Banana republic redux: how Australia is surrendering gains of the reform era
Forty years after Paul Keating’s famous warning that Australia risked becoming a “banana republic”, this paper argues the country is once again drifting towards economic decline through rising government spending, protectionism and an abandonment of the reform spirit that transformed Australia in the 1980s.
The paper contends that Australia is 'quietly dismantling' the policy framework that delivered decades of prosperity following the Hawke-Keating reforms. It argues that Australia is now facing many of the same structural pressures that prompted the original warning: weak productivity growth, persistent deficits, mounting public debt and an increasingly interventionist state. The paper is particularly critical of the growth in the National Disability Insurance Scheme.
Key points
- Commonwealth spending remains near historic highs outside the pandemic period.

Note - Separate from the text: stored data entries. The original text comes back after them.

/// The Supplementary Volume Descriptor carrying the Joliet namespace. Field
/// layout mirrors `PrimaryVolumeDescriptor` exactly, except identifiers are
/// UCS-2BE and unconstrained by the d-character set, and `escape_sequences`
/// selects which UCS-2 level the volume uses.
#[repr(C)]
#[derive(Clone, Copy)]
pub struct SupplementaryVolumeDescriptor {
    pub header: VolumeDescriptorHeader,
    pub volume_flags: u8,
    pub system_identifier: [u8; 32],
    pub volume_identifier: [u8; 32],
    pub unused1: [u8; 8],
    pub volume_space_size: U32LsbMsb,
    pub escape_sequences: [u8; 32],
    pub volume_set_size: U16LsbMsb,
    pub volume_sequence_number: U16LsbMsb,
    pub logical_block_size: U16LsbMsb,
    pub path_table_size: U32LsbMsb,
    pub type_l_path_table: U32<LittleEndian>,
    pub opt_type_l_path_table: U32<LittleEndian>,
    pub type_m_path_table: U32<BigEndian>,
    pub opt_type_m_path_table: U32<BigEndian>,
    pub dir_record: RootDirectoryEntry,
    pub volume_set_identifier: [u8; 128],
    pub publisher_identifier: [u8; 128],
    pub preparer_identifier: [u8; 128],
    pub application_identifier: [u8; 128],
    pub copyright_file_identifier: [u8; 37],
    pub abstract_file_identifier: [u8; 37],
    pub bibliographic_file_identifier: [u8; 37],
    pub creation_date: DecDateTime,
    pub modification_date: DecDateTime,
    pub expiration_date: DecDateTime,
    pub effective_date: DecDateTime,
    pub file_structure_version: u8,
    pub unused3: u8,
    pub app_data: [u8; 512],
    pub reserved: [u8; 653],
}

impl Debug for SupplementaryVolumeDescriptor {
    fn fmt(&self, f: &mut std::fmt::Formatter<'_>) -> std::fmt::Result {
        f.debug_struct("SupplementaryVolumeDescriptor")
            .field("header", &self.header)
            .field("volume_space_size", &self.volume_space_size)
            .field("escape_sequences", &self.escape_sequences)
            .field("path_table_size", &self.path_table_size)
            .finish_non_exhaustive()
    }
}

impl SupplementaryVolumeDescriptor {
    pub fn new(sectors: u32) -> Self {
        let mut escape_sequences = [0u8; 32];
        escape_sequences[..3].copy_from_slice(&joliet_escape::UCS2_LEVEL_3);
        Self {
            header: VolumeDescriptorHeader::new(VolumeDescriptorType::SupplementaryVolumeDescriptor),
            volume_flags: 0,
            system_identifier: [0x20; 32],
            volume_identifier: pad_ucs2(b"ISOIMAGE"),
            unused1: [0; 8],
            volume_space_size: U32LsbMsb::new(sectors),
            escape_sequences,
            volume_set_size: U16LsbMsb::new(1),
            volume_sequence_number: U16LsbMsb::new(1),
            logical_block_size: U16LsbMsb::new(2048),
            path_table_size: U32LsbMsb::new(0),
            type_l_path_table: U32::<LittleEndian>::new(0),
            opt_type_l_path_table: U32::<LittleEndian>::new(0),
            type_m_path_table: U32::<BigEndian>::new(0),
            opt_type_m_path_table: U32::<BigEndian>::new(0),
            dir_record: RootDirectoryEntry::default(),
            volume_set_identifier: [0x20; 128],
            publisher_identifier: [0x20; 128],
            preparer_identifier: [0x20; 128],
            application_identifier: pad_ucs2(b"ISO9660"),
            copyright_file_identifier: [0x20; 37],
            abstract_file_identifier: [0x20; 37],
            bibliographic_file_identifier: [0x20; 37],
            creation_date: DecDateTime::now(),
            modification_date: DecDateTime::now(),
            expiration_date: DecDateTime::now(),
            effective_date: DecDateTime::now(),
            file_structure_version: 1,
            unused3: 0,
            app_data: [0; 512],
            reserved: [0; 653],
        }
    }
}

fn pad_ucs2<const N: usize>(ascii: &[u8]) -> [u8; N] {
    let mut bytes = [0x00; N];
    for (i, c) in ascii.iter().enumerate() {
        // Big-endian code units with a 0x00 high byte for plain ASCII.
        if i * 2 + 1 < N {
            bytes[i * 2 + 1] = *c;
        }
    }
    for i in (ascii.len() * 2..N).step_by(2) {
        bytes[i] = 0x00;
        bytes[i + 1] = 0x20;
    }
    bytes
}

unsafe impl bytemuck::Zeroable for SupplementaryVolumeDescriptor {}
unsafe impl bytemuck::Pod for SupplementaryVolumeDescriptor {}

#[repr(C)]
#[derive(Clone, Copy)]
pub struct BootRecordVolumeDescriptor {
    pub header: VolumeDescriptorHeader,
    pub boot_system_identifier: [u8; 32],
    pub unused0: [u8; 32],
    pub catalog_ptr: U32<LittleEndian>,
    pub unused1: [u8; 1973],
}

impl Debug for BootRecordVolumeDescriptor {
    fn fmt(&self, f: &mut std::fmt::Formatter<'_>) -> std::fmt::Result {
        let system_identifier = CStr::from_bytes_until_nul(&self.boot_system_identifier);
        f.debug_struct("BootRecordVolumeDescriptor")
            .field("header", &self.header)
            .field("boot_system_identifier", &system_identifier)
            .field("catalog_ptr", &self.catalog_ptr)
            .finish_non_exhaustive()
    }
}

unsafe impl bytemuck::Zeroable for BootRecordVolumeDescriptor {}
unsafe impl bytemuck::Pod for BootRecordVolumeDescriptor {}

#[repr(C)]
#[derive(Clone, Copy)]
pub struct VolumeDescriptorSetTerminator {
    header: VolumeDescriptorHeader,
    padding: [u8; 2041],
}

impl VolumeDescriptorSetTerminator {
    pub fn new() -> Self {
        Self {
            header: VolumeDescriptorHeader::new(VolumeDescriptorType::VolumeSetTerminator),
            padding: [0; 2041],
        }
    }

    pub fn to_bytes(&self) -> &[u8] {
        bytemuck::bytes_of(self)
    }
}

impl Debug for VolumeDescriptorSetTerminator {
    fn fmt(&self, f: &mut std::fmt::Formatter<'_>) -> std::fmt::Result {
        f.debug_struct("VolumeDescriptorSetTerminator")
            .field("header", &self.header)
            .finish_non_exhaustive()
    }
}

unsafe impl bytemuck::Zeroable for VolumeDescriptorSetTerminator {}
unsafe impl bytemuck::Pod for VolumeDescriptorSetTerminator {}

#[cfg(test)]
mod tests {
    use super::*;

    static_assertions::assert_eq_size!(PrimaryVolumeDescriptor, [u8; 2048]);
    static_assertions::assert_eq_size!(SupplementaryVolumeDescriptor, [u8; 2048]);
    static_assertions::assert_eq_size!(VolumeDescriptorSetTerminator, [u8; 2048]);
    static_assertions::assert_eq_size!(BootRecordVolumeDescriptor, [u8; 2048]);
    static_assertions::assert_eq_size!(UnknownVolumeDescriptor, [u8; 2048]);

    static_assertions::assert_eq_align!(PrimaryVolumeDescriptor, u8);
    static_assertions::assert_eq_align!(SupplementaryVolumeDescriptor, u8);
    static_assertions::assert_eq_align!(VolumeDescriptorSetTerminator, u8);
    static_assertions::assert_eq_align!(BootRecordVolumeDescriptor, u8);
}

- High taxes and regulations are reducing Australia’s global competitiveness.
- Genuine reform requires reducing government size and fostering market-driven growth.
- Increased regulation and government intervention raise business costs, deterring investment and innovation.
- Restoring competitiveness requires deregulation, reducing costs for businesses and limiting government intervention in the economy.
The paper calls for a renewed reform agenda focused on:
- reducing the size of government relative to the economy
- redesigning tax policy to support growth and investment
- ending industry 'preferment' and subsidies
- restoring a culture of economic reform grounded in productivity and competitiveness.